Estado dos EUA acusa governo Trump de bloquear investigação sobre crimes de Epstein

Novo México processou o Departamento de Justiça dos Estados Unidos para obter acesso aos documentos sobre crimes ligados ao rancho do ex-financista.

O estado do Novo México processou nesta quarta-feira (5) o Departamento de Justiça dos Estados Unidos para obter documentos em sigilo sobre possíveis crimes cometidos por Jeffrey Epstein e seus associados no Zorro Ranch, propriedade localizada nos arredores de Santa Fé.

Na ação, o procurador-geral Raúl Torrez acusa o órgão federal de dificultar a investigação estadual e descumprir uma promessa de cooperação feita em 2019. O processo pede que a Justiça obrigue o departamento a entregar informações e provas relacionadas ao Novo México.

Segundo a denúncia, autoridades federais pediram naquele ano que o estado interrompesse sua própria apuração enquanto a investigação nacional avançava. Em troca, teriam prometido compartilhar dados sobre eventuais crimes estaduais identificados.

Investigação retomada

O Novo México afirma que entregou aos investigadores federais seu arquivo completo, com relatórios policiais e entrevistas de testemunhas, mas nunca recebeu as informações prometidas. O Zorro Ranch também não teria sido vistoriado pelas autoridades federais.

A investigação estadual foi reaberta em fevereiro de 2026, e a primeira busca policial na propriedade ocorreu em 9 de março. A apuração envolve possíveis crimes de homicídio, sequestro, violência sexual e tráfico de pessoas, de acordo com o processo.

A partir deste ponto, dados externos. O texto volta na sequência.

//! Serializes a [`Node`] tree into an HTML string.
//!
//! Rendering is a pure, recursive walk over the tree: components are invoked
//! and their output rendered in their place, fragments are concatenated with
//! no separator, text and attribute values are escaped, and [`Node::Raw`] is
//! written verbatim. Void elements (see [`VOID_ELEMENTS`]) are written as a
//! bare open tag without a slash, and any children they were given are
//! dropped.

use crate::node::{Attr, Element, Node};

/// Elements that never have children or a closing tag.
pub const VOID_ELEMENTS: &[&str] = &[
    "area", "base", "br", "col", "embed", "hr", "img", "input", "link", "meta", "param", "source",
    "track", "wbr",
];

/// Renders `node` to a new [`String`].
pub fn render(node: &Node) -> String {
    let mut out = String::new();
    render_into(&mut out, node);
    out
}

/// Renders `node`, appending the result onto `out`.
pub fn render_into(out: &mut String, node: &Node) {
    match node {
        Node::Empty => {}
        Node::Text(text) => out.push_str(&html_escape::encode_text(text)),
        Node::Raw(html) => out.push_str(html),
        Node::Fragment(nodes) => {
            for node in nodes {
                render_into(out, node);
            }
        }
        Node::Element(element) => render_element(out, element),
        Node::Component(component) => render_into(out, &component.render()),
    }
}

fn render_element(out: &mut String, element: &Element) {
    out.push('<');
    out.push_str(&element.name);
    for (name, value) in &element.attrs {
        match value {
            Attr::Flag(true) => {
                out.push(' ');
                out.push_str(name);
            }
            Attr::Flag(false) | Attr::Absent => {}
            Attr::Value(value) => {
                out.push(' ');
                out.push_str(name);
                out.push_str("=\"");
                out.push_str(&html_escape::encode_double_quoted_attribute(value));
                out.push('"');
            }
        }
    }
    out.push('>');

    if is_void(&element.name) {
        return;
    }

    for child in &element.children {
        render_into(out, child);
    }
    out.push_str("</");
    out.push_str(&element.name);
    out.push('>');
}

fn is_void(name: &str) -> bool {
    VOID_ELEMENTS.contains(&name)
}

#[cfg(test)]
mod test {
    use super::*;
    use crate::node::{el, fragment, raw, Component};

    #[test]
    fn test_render_element() {
        let content = el("h1").class("test").child("Hello");
        assert_eq!(r#"<h1 class="test">Hello</h1>"#, render(&content.into()));
    }

    #[test]
    fn test_render_void_element() {
        let content = el("input").attr("type", "number");
        assert_eq!(r#"<input type="number">"#, render(&content.into()));
    }

    #[test]
    fn test_render_void_element_drops_children() {
        let content = el("br").child("ignored");
        assert_eq!("<br>", render(&content.into()));
    }

    #[test]
    fn test_render_boolean_attribute_set() {
        let content = el("details")
            .attr("open", true)
            .child(el("summary").child("Toggle"));
        assert_eq!(
            "<details open><summary>Toggle</summary></details>",
            render(&content.into()),
        );
    }

    #[test]
    fn test_render_boolean_attribute_removed() {
        let content = el("details")
            .attr("open", false)
            .attr("title", None::<String>)
            .child(el("summary").child("Toggle"));
        assert_eq!(
            "<details><summary>Toggle</summary></details>",
            render(&content.into()),
        );
    }

    #[test]
    fn test_render_nothing() {
        assert_eq!("", render(&Node::from(false)));
        assert_eq!("", render(&Node::Empty));
        assert_eq!("", render(&Node::from(None::<&str>)));
    }

    #[test]
    fn test_render_primitives() {
        assert_eq!("test", render(&Node::from("test")));
        assert_eq!("true", render(&Node::from(true)));
        assert_eq!("999", render(&Node::from(999)));
    }

    #[test]
    fn test_render_array_matches_fragment() {
        let array = Node::from(vec![el("p").child("test"), el("b").child("2")]);
        let wrapped = fragment(vec![el("p").child("test"), el("b").child("2")]);
        assert_eq!("<p>test</p><b>2</b>", render(&array));
        assert_eq!(render(&array), render(&wrapped));
    }

    #[test]
    fn test_render_multiple_children() {
        let content = el("section")
            .child(el("h2").attr("id", "title").child("Title"))
            .child(el("p").child("test"));
        assert_eq!(
            r#"<section><h2 id="title">Title</h2><p>test</p></section>"#,
            render(&content.into()),
        );
    }

    struct Title {
        children: String,
    }

    impl Component for Title {
        fn render(&self) -> Node {
            el("h2")
                .attr("id", self.children.to_lowercase())
                .child(&self.children)
                .into()
        }
    }

    #[test]
    fn test_render_component() {
        let content = el("section")
            .child(Node::component(Title {
                children: String::from("Title"),
            }))
            .child(el("p").child("test"));
        assert_eq!(
            r#"<section><h2 id="title">Title</h2><p>test</p></section>"#,
            render(&content.into()),
        );
    }

    #[test]
    fn test_render_closure_component() {
        let content = Node::component(|| -> Node { el("em").child("hi").into() });
        assert_eq!("<em>hi</em>", render(&content));
    }

    #[test]
    fn test_render_escapes_text_and_attributes() {
        let content = el("a")
            .attr("title", r#"say "hi" & bye"#)
            .child("1 < 2 & 3 > 2");
        assert_eq!(
            r#"<a title="say &quot;hi&quot; &amp; bye">1 &lt; 2 &amp; 3 &gt; 2</a>"#,
            render(&content.into()),
        );
    }

    #[test]
    fn test_render_raw_verbatim() {
        let content = el("div").child(raw("<p>trusted & raw</p>"));
        assert_eq!("<div><p>trusted & raw</p></div>", render(&content.into()));
    }

    #[test]
    fn test_render_is_pure() {
        let build = || {
            Node::from(
                el("ul")
                    .child(el("li").attr("hidden", true).child(1))
                    .child(el("li").child(Node::component(|| Node::from("x")))),
            )
        };
        let tree = build();
        assert_eq!(render(&tree), render(&tree));
        assert_eq!(render(&tree), render(&build()));
    }
}
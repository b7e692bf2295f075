//! Content digests for cache-busted asset file names.

use sha2::{Digest, Sha256};

/// The number of hex characters kept from the digest.
pub const HASH_LENGTH: usize = 8;

/// Returns a short, stable hex digest of `content`. Identical bytes always
/// produce the same digest.
pub fn hash_content(content: &[u8]) -> String {
    let mut digest = hex::encode(Sha256::digest(content));
    digest.truncate(HASH_LENGTH);
    digest
}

Entre os documentos solicitados está um registro que menciona a possível existência de duas vítimas enterradas nas terras do rancho. O estado também busca identificar nomes ocultados em arquivos relacionados a vítimas, testemunhas e possíveis envolvidos.

Recusa federal

O Departamento de Justiça alegou que os pedidos eram amplos, poderiam violar regras de privacidade e esbarravam em ordens judiciais de proteção dos processos de Epstein e Ghislaine Maxwell.

O Novo México sustenta que essas restrições impedem apenas a divulgação pública e não o compartilhamento confidencial entre autoridades. A ação afirma ainda que o governo federal disponibilizou documentos sem censura para integrantes do Congresso.

O estado pede que a Justiça declare ilegal a recusa e determine a entrega das informações necessárias para a investigação criminal.